THE COUNCIL OF STATE.
The deliberative Council of the Emperor existed in his own personal Council of State, of whose consultations, in which he himself presided, he made frequent use during the course of his reign. Its functions were of an anomalous character, comprehending political legislation, or judicial business, according to the order of the day. It was, in short, Buonaparte's resource, when he wanted the advice, or opinion, or information, of others in aid of his own; and he often took the assistance of the Council of State, in order to form those resolutions which he afterwards executed by means of his ministers. Monsieur de Las Cases, himself a member of it, has dwelt with complaisance upon the freedom which Buonaparte permitted to their debates, and the good-humour with which he submitted to contradiction, even when expressed with obstinacy or vivacity;[308] and would have us consider the Council as an important barrier afforded to the citizens against the arbitrary will of the Sovereign. What he has said, however, only amounts to this,—that Buonaparte, desirous to have the advice of his counsellors, tolerated their freedom of speech, and even of remonstrance. Mahmoud, or Amurath, seated in their divan, must have done the same, and yet would not have remained the less absolutely masters of the lives of those who stood around them.
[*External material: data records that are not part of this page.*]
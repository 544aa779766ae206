//! One reconnecting subscription per advertised lane

use futures::StreamExt;
use lane_wire::{decode_binary, decode_text, LaneFrame};
use std::sync::atomic::{AtomicBool, Ordering};
use std::sync::Arc;
use tokio::task::JoinHandle;
use tracing::{debug, error, info, warn};

use crate::dispatch::LaneDispatcher;
use crate::failure_tracker::ReconnectBudget;
use crate::session::{ConnectionState, Lifecycle};
use crate::transport::{LaneMessage, LaneTransport};

/// Everything a lane task shares with its session manager
#[derive(Clone)]
pub(crate) struct LaneContext {
    pub(crate) session_id: String,
    pub(crate) transport: Arc<dyn LaneTransport>,
    pub(crate) dispatcher: Arc<LaneDispatcher>,
    pub(crate) budget: Arc<ReconnectBudget>,
    pub(crate) lifecycle: Arc<Lifecycle>,
    /// Lifecycle epoch the lane was opened under
    pub(crate) epoch: u64,
}

/// A live lane subscription with its own reconnect loop
pub struct LaneConnection {
    name: String,
    url: String,
    closed: Arc<AtomicBool>,
    task: JoinHandle<()>,
}

impl LaneConnection {
    /// Spawn the lane task; it opens the subscription immediately
    pub(crate) fn connect(name: String, url: String, ctx: LaneContext) -> Self {
        let closed = Arc::new(AtomicBool::new(false));
        let task = tokio::spawn(run_lane(
            name.clone(),
            url.clone(),
            ctx,
            Arc::clone(&closed),
        ));
        Self {
            name,
            url,
            closed,
            task,
        }
    }

    /// Lane name
    pub fn name(&self) -> &str {
        &self.name
    }

    /// Lane URL as advertised by the handshake
    pub fn url(&self) -> &str {
        &self.url
    }

    /// Whether `close` was called
    pub fn is_closed(&self) -> bool {
        self.closed.load(Ordering::Acquire)
    }

    /// Tear the lane down without reconnecting; cancels a pending backoff sleep
    pub fn close(&self) {
        if !self.closed.swap(true, Ordering::AcqRel) {
            debug!("Closing lane {}", self.name);
        }
        self.task.abort();
    }
}

impl Drop for LaneConnection {
    fn drop(&mut self) {
        self.close();
    }
}

fn decode(name: &str, message: LaneMessage) -> Option<LaneFrame> {
    match message {
        LaneMessage::Text(raw) => match decode_text(&raw) {
            Ok(frame) => Some(frame),
            Err(e) => {
                warn!("Dropping undecodable frame on lane {}: {}", name, e);
                None
            }
        },
        LaneMessage::Binary(bytes) => decode_binary(&bytes).map(LaneFrame::from_access),
    }
}

async fn run_lane(name: String, url: String, ctx: LaneContext, closed: Arc<AtomicBool>) {
    loop {
        if closed.load(Ordering::Acquire) {
            return;
        }

        match ctx.transport.open(&url, &ctx.session_id).await {
            Ok(mut stream) => {
                ctx.budget.record_success();
                info!("Lane {} connected ({})", name, url);

                while let Some(message) = stream.next().await {
                    match message {
                        Ok(message) => {
                            if let Some(frame) = decode(&name, message) {
                                debug!("Lane {} received {} frame", name, frame.kind());
                                ctx.dispatcher.dispatch(&name, &frame);
                            }
                        }
                        Err(e) => {
                            warn!("Lane {} stream error: {}", name, e);
                            break;
                        }
                    }
                }

                if closed.load(Ordering::Acquire) {
                    return;
                }
                warn!("Lane {} closed unexpectedly", name);
            }
            Err(e) => {
                if closed.load(Ordering::Acquire) {
                    return;
                }
                warn!("Lane {} failed to open: {}", name, e);
            }
        }

        match ctx.budget.next_delay() {
            Some(delay) => {
                info!("Reconnecting lane {} in {:?}", name, delay);
                tokio::time::sleep(delay).await;
            }
            None => {
                error!("Lane {} giving up: reconnect attempts exhausted", name);
                ctx.lifecycle
                    .set_state_if_current(ctx.epoch, ConnectionState::Error);
                return;
            }
        }
    }
}
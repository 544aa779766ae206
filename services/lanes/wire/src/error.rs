//! Frame decoding error types.

use thiserror::Error;

/// Errors raised while decoding a text frame.
///
/// A decode error never closes the lane; the offending frame is dropped.
#[derive(Error, Debug)]
pub enum DecodeError {
    /// The envelope is not valid JSON or lacks a `type`
    #[error("malformed envelope: {0}")]
    Json(#[source] serde_json::Error),

    /// The `type` field names a frame kind this client does not know
    #[error("unknown frame type {0:?}")]
    UnknownKind(String),

    /// The `binary` attachment is not valid base64
    #[error("invalid binary attachment: {0}")]
    Base64(#[from] base64::DecodeError),

    /// A binary frame header is not valid UTF-8
    #[error("invalid utf-8 in binary frame: {0}")]
    Utf8(#[from] std::str::Utf8Error),

    /// A binary frame header lacks the `itemId:readiness` fields
    #[error("malformed binary header {0:?}")]
    Header(String),
}
//! Session endpoints: handshake, heartbeat, and end.
//!
//! [`SessionApi`] is the seam the manager talks through; [`HttpSessionApi`]
//! implements it against the application server with `reqwest`.

use async_trait::async_trait;
use lane_capability::DeviceCapabilities;
use reqwest::StatusCode;
use serde::{Deserialize, Serialize};
use std::collections::BTreeMap;
use std::time::Duration;
use tracing::{debug, warn};

use crate::error::{HandshakeError, HeartbeatError};

/// Header identifying the session on heartbeat and end requests
pub const SESSION_HEADER: &str = "X-Session-Id";

/// Body of `POST /session/handshake`
#[derive(Debug, Clone, Serialize)]
#[serde(rename_all = "camelCase")]
pub struct HandshakeRequest {
    /// Wallet identity, if any
    #[serde(skip_serializing_if = "Option::is_none")]
    pub wallet_address: Option<String>,
    /// Device capability snapshot
    pub capabilities: DeviceCapabilities,
    /// Previous session id offered for continuation
    #[serde(skip_serializing_if = "Option::is_none")]
    pub resume_token: Option<String>,
    /// Protocol version tag
    pub version: String,
}

/// Successful handshake response
#[derive(Debug, Clone, PartialEq, Eq, Serialize, Deserialize)]
#[serde(rename_all = "camelCase")]
pub struct HandshakeResponse {
    /// Session identifier
    pub session_id: String,
    /// Expiry in epoch milliseconds
    pub expires_at: u64,
    /// Lane name to lane URL
    #[serde(default)]
    pub lanes: BTreeMap<String, String>,
    /// Advertised feature flags
    #[serde(default)]
    pub features: Vec<String>,
    /// Server heartbeat interval in milliseconds
    pub heartbeat_interval_ms: u64,
}

/// Result of a heartbeat that reached the server
#[derive(Debug, Clone, Copy, PartialEq, Eq)]
pub enum HeartbeatOutcome {
    /// Session is still valid
    Alive,
    /// Session expired or is no longer authorized
    Rejected,
}

#[derive(Serialize)]
struct HeartbeatBody {
    timestamp: u64,
}

/// Server-side session operations
#[async_trait]
pub trait SessionApi: Send + Sync {
    /// Establish or resume a session
    async fn handshake(&self, request: &HandshakeRequest) -> Result<HandshakeResponse, HandshakeError>;

    /// Liveness ping carrying the client timestamp
    async fn heartbeat(&self, session_id: &str, timestamp: u64) -> Result<HeartbeatOutcome, HeartbeatError>;

    /// Best-effort end-of-session notification
    async fn end(&self, session_id: &str) -> Result<(), HeartbeatError>;
}

/// [`SessionApi`] over HTTP
#[derive(Clone, Debug)]
pub struct HttpSessionApi {
    client: reqwest::Client,
    base_url: String,
    heartbeat_timeout: Duration,
}

impl HttpSessionApi {
    /// Create a client for the server at `base_url`
    pub fn new(base_url: impl Into<String>, heartbeat_timeout: Duration) -> Self {
        Self::with_client(reqwest::Client::new(), base_url, heartbeat_timeout)
    }

    /// Create a client reusing an existing `reqwest::Client`
    pub fn with_client(
        client: reqwest::Client,
        base_url: impl Into<String>,
        heartbeat_timeout: Duration,
    ) -> Self {
        let base_url = base_url.into().trim_end_matches('/').to_string();
        Self {
            client,
            base_url,
            heartbeat_timeout,
        }
    }

    fn endpoint(&self, name: &str) -> String {
        format!("{}/session/{}", self.base_url, name)
    }
}

fn is_rejection(status: StatusCode) -> bool {
    matches!(
        status,
        StatusCode::UNAUTHORIZED | StatusCode::FORBIDDEN | StatusCode::GONE
    )
}

#[async_trait]
impl SessionApi for HttpSessionApi {
    async fn handshake(&self, request: &HandshakeRequest) -> Result<HandshakeResponse, HandshakeError> {
        let response = self
            .client
            .post(self.endpoint("handshake"))
            .json(request)
            .send()
            .await?;

        let status = response.status();
        let body = response.text().await?;
        if !status.is_success() {
            warn!("Handshake failed with status {}", status);
            return Err(HandshakeError::Status {
                status: status.as_u16(),
                body,
            });
        }

        let parsed: HandshakeResponse = serde_json::from_str(&body)
            .map_err(|e| HandshakeError::InvalidResponse(e.to_string()))?;
        debug!(
            "Handshake accepted: session={} lanes={}",
            parsed.session_id,
            parsed.lanes.len()
        );
        Ok(parsed)
    }

    async fn heartbeat(&self, session_id: &str, timestamp: u64) -> Result<HeartbeatOutcome, HeartbeatError> {
        let response = self
            .client
            .post(self.endpoint("heartbeat"))
            .header(SESSION_HEADER, session_id)
            .timeout(self.heartbeat_timeout)
            .json(&HeartbeatBody { timestamp })
            .send()
            .await?;

        let status = response.status();
        if status.is_success() {
            Ok(HeartbeatOutcome::Alive)
        } else if is_rejection(status) {
            Ok(HeartbeatOutcome::Rejected)
        } else {
            Err(HeartbeatError::Status {
                status: status.as_u16(),
            })
        }
    }

    async fn end(&self, session_id: &str) -> Result<(), HeartbeatError> {
        let status = self
            .client
            .post(self.endpoint("end"))
            .header(SESSION_HEADER, session_id)
            .send()
            .await?
            .status();

        if status.is_success() {
            Ok(())
        } else {
            Err(HeartbeatError::Status {
                status: status.as_u16(),
            })
        }
    }
}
We have no doubt that Buonaparte, on certain occasions, permitted his counsellors to take considerable freedoms, and that he sometimes yielded up his opinion to theirs without being convinced; in such cases, at least, where his own passions or interest were no way concerned.[309] But we further read of the Emperor's using, to extremely stubborn persons, such language as plainly intimated, that he would not suffer contradiction beyond a certain point, "You are very obstinate," he said to such a disputant; "what if I were to be as much so as you? You are wrong to push the powerful to extremity—you should consider the weakness of humanity." To another he said, after a scene of argumentative violence, "Pray, pay some attention to accommodate yourself a little more to my humour. Yesterday, you carried it so far as to oblige me to scratch my temple. That is a great sign with me—take care in future not to drive me to such an extremity."[310]